# To show a dog?



## Harley & Dakotas Mum (Jun 11, 2005)

Ok, so I'm sitting here tonight looking at my darling angels & tossing around the idea of talking to Dakota's breeder about showing her..... I love them both, but Harley is not exactly close to standard, plus hes neutered, so I'm thinking about Dakota only at this stage. NOT that I want to show her .... but .... 

I was watching Dakota sleep (one of my favourite past-times) & my train of thought went like this .......

Oh my, isn't she just darling ..... I wonder.......... is she show-worthy? I could always call Barry (her breeder) & discuss it I suppose ......... he could help me, he shows, he could perhaps recommend a handler etc, etc .... (really stretch the imagination here ....)

Which lead to ........ OK, really stretching the imagination here ...... what if she got her Ch ...?? Would I breed her ...... ah, very swiftly ...... Heck NO! I do NOT have the experience!!! Nor would I ever dream of it!!!

Which lead to ..... so, why would you show a dog (any breed I guess) if you had no intention of breeding them .......... ?????

Is there a point? I've kind of blabbed in circles here, but, I guess what I mean to say is .... what is the main reason to show a dog? Is it to gain Ch to breed & better the line?? Sorry, sounds like an ignorant question I know....

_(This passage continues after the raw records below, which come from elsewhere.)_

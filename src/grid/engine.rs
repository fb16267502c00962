//! Exhaustive enumeration of one refinement window.

use std::sync::atomic::{AtomicBool, Ordering};
use std::time::Instant;

use tracing::debug;

use super::types::{GridPass, PassStats, StaffingConstraints};
use super::window::RefinementWindow;
use crate::error::OptimizerError;
use crate::scoring::CandidateScorer;
use crate::topk::{BoundedTopK, SortStrategy};

/// Scores every point of a window and keeps the best `capacity`.
///
/// # Usage
///
/// ```
/// use std::sync::atomic::AtomicBool;
/// use corp_optim::grid::{GridSearch, RefinementWindow, StaffingConstraints};
/// use corp_optim::model::{ScoredCandidate, StaffingAssignment};
/// use corp_optim::scoring::CandidateScorer;
/// use corp_optim::topk::SortStrategy;
///
/// #[derive(Clone)]
/// struct Operators;
///
/// impl CandidateScorer for Operators {
///     fn score(&self, a: &StaffingAssignment) -> Option<ScoredCandidate> {
///         let mut c = ScoredCandidate::new(*a);
///         c.raw_production = a.operations as f64;
///         Some(c)
///     }
/// }
///
/// let constraints = StaffingConstraints::new(9, 0);
/// let pass = GridSearch::run(
///     &Operators,
///     &RefinementWindow::full(9),
///     &constraints,
///     SortStrategy::RawProduction,
///     3,
///     &AtomicBool::new(false),
/// )
/// .unwrap();
/// assert_eq!(pass.candidates[0].assignment.operations, 9);
/// ```
pub struct GridSearch;

impl GridSearch {
    /// Runs one pass.
    ///
    /// Operations, engineer and management are enumerated over `window`;
    /// business takes the remaining headcount. Points with neither
    /// operations nor engineers, or that exceed the headcount, are skipped
    /// without scoring. `cancel` is polled once per operations value.
    ///
    /// # Errors
    ///
    /// [`OptimizerError::InvalidWindow`] for a malformed window and
    /// [`OptimizerError::Cancelled`] once `cancel` is set.
    pub fn run<S: CandidateScorer>(
        scorer: &S,
        window: &RefinementWindow,
        constraints: &StaffingConstraints,
        strategy: SortStrategy,
        capacity: usize,
        cancel: &AtomicBool,
    ) -> Result<GridPass, OptimizerError> {
        window.validate()?;
        let started = Instant::now();
        let mut top = BoundedTopK::new(capacity, strategy);
        let mut stats = PassStats::default();

        for ops in window.operations.points() {
            if cancel.load(Ordering::Relaxed) {
                return Err(OptimizerError::Cancelled);
            }
            for eng in window.engineer.points() {
                for mgmt in window.management.points() {
                    if ops == 0 && eng == 0 {
                        stats.skipped += 1;
                        continue;
                    }
                    let Some(assignment) = constraints.assignment(ops, eng, mgmt) else {
                        stats.skipped += 1;
                        continue;
                    };
                    stats.evaluated += 1;
                    if let Some(candidate) = scorer.score(&assignment) {
                        stats.feasible += 1;
                        top.offer(candidate);
                    }
                }
            }
        }

        debug!(
            evaluated = stats.evaluated,
            feasible = stats.feasible,
            skipped = stats.skipped,
            ops_min = window.operations.min,
            ops_max = window.operations.max,
            elapsed_us = started.elapsed().as_micros() as u64,
            "grid pass complete"
        );

        Ok(GridPass {
            candidates: top.into_sorted_vec(),
            stats,
        })
    }
}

Ok, I'm not articulating well, but I mean, If you wanted to show a dog for fun, without wanting to breed, are there such ways to do it? ..... No, not really is there?????


----------



## Ladysmom (Oct 19, 2004)

This is a totally ignorant answer, but I don't see why you couldn't show a dog you had no intention of breeding. I would think the biggest reason not to would be the expense involved. I think most show breeders admit that they have more money going out than coming in even with selling puppies, but at least that gives you a bit of income to invest back into your hobby.


----------



## arko (Dec 4, 2006)

perhaps just to know that your dog is a show worthy dog?


----------



## HappyB (Feb 28, 2005)

Threre are some people who do show just for the fun of it. I know of one person now who is showing Maltese with no intent to breed. She just enjoys the sport. She has a group she enjoys visiting with at shows, and considers it a hobby.
I have a Westie girl who is a champion that I did not breed, even though I am one of the owners of a male who was #1 for two years, and would be a perfect sire for the litter. My reason was that I love having a Westie, but one is enough, and I knew that if I had pups I would want to keep at least one of them. As it is, Kelsey thinks she is a Maltese except when she is outside acting like a terrier should.


----------



## charmypoo (Sep 11, 2004)

I agree with all of the above. Some people show for fun and not sure if they want to breed. 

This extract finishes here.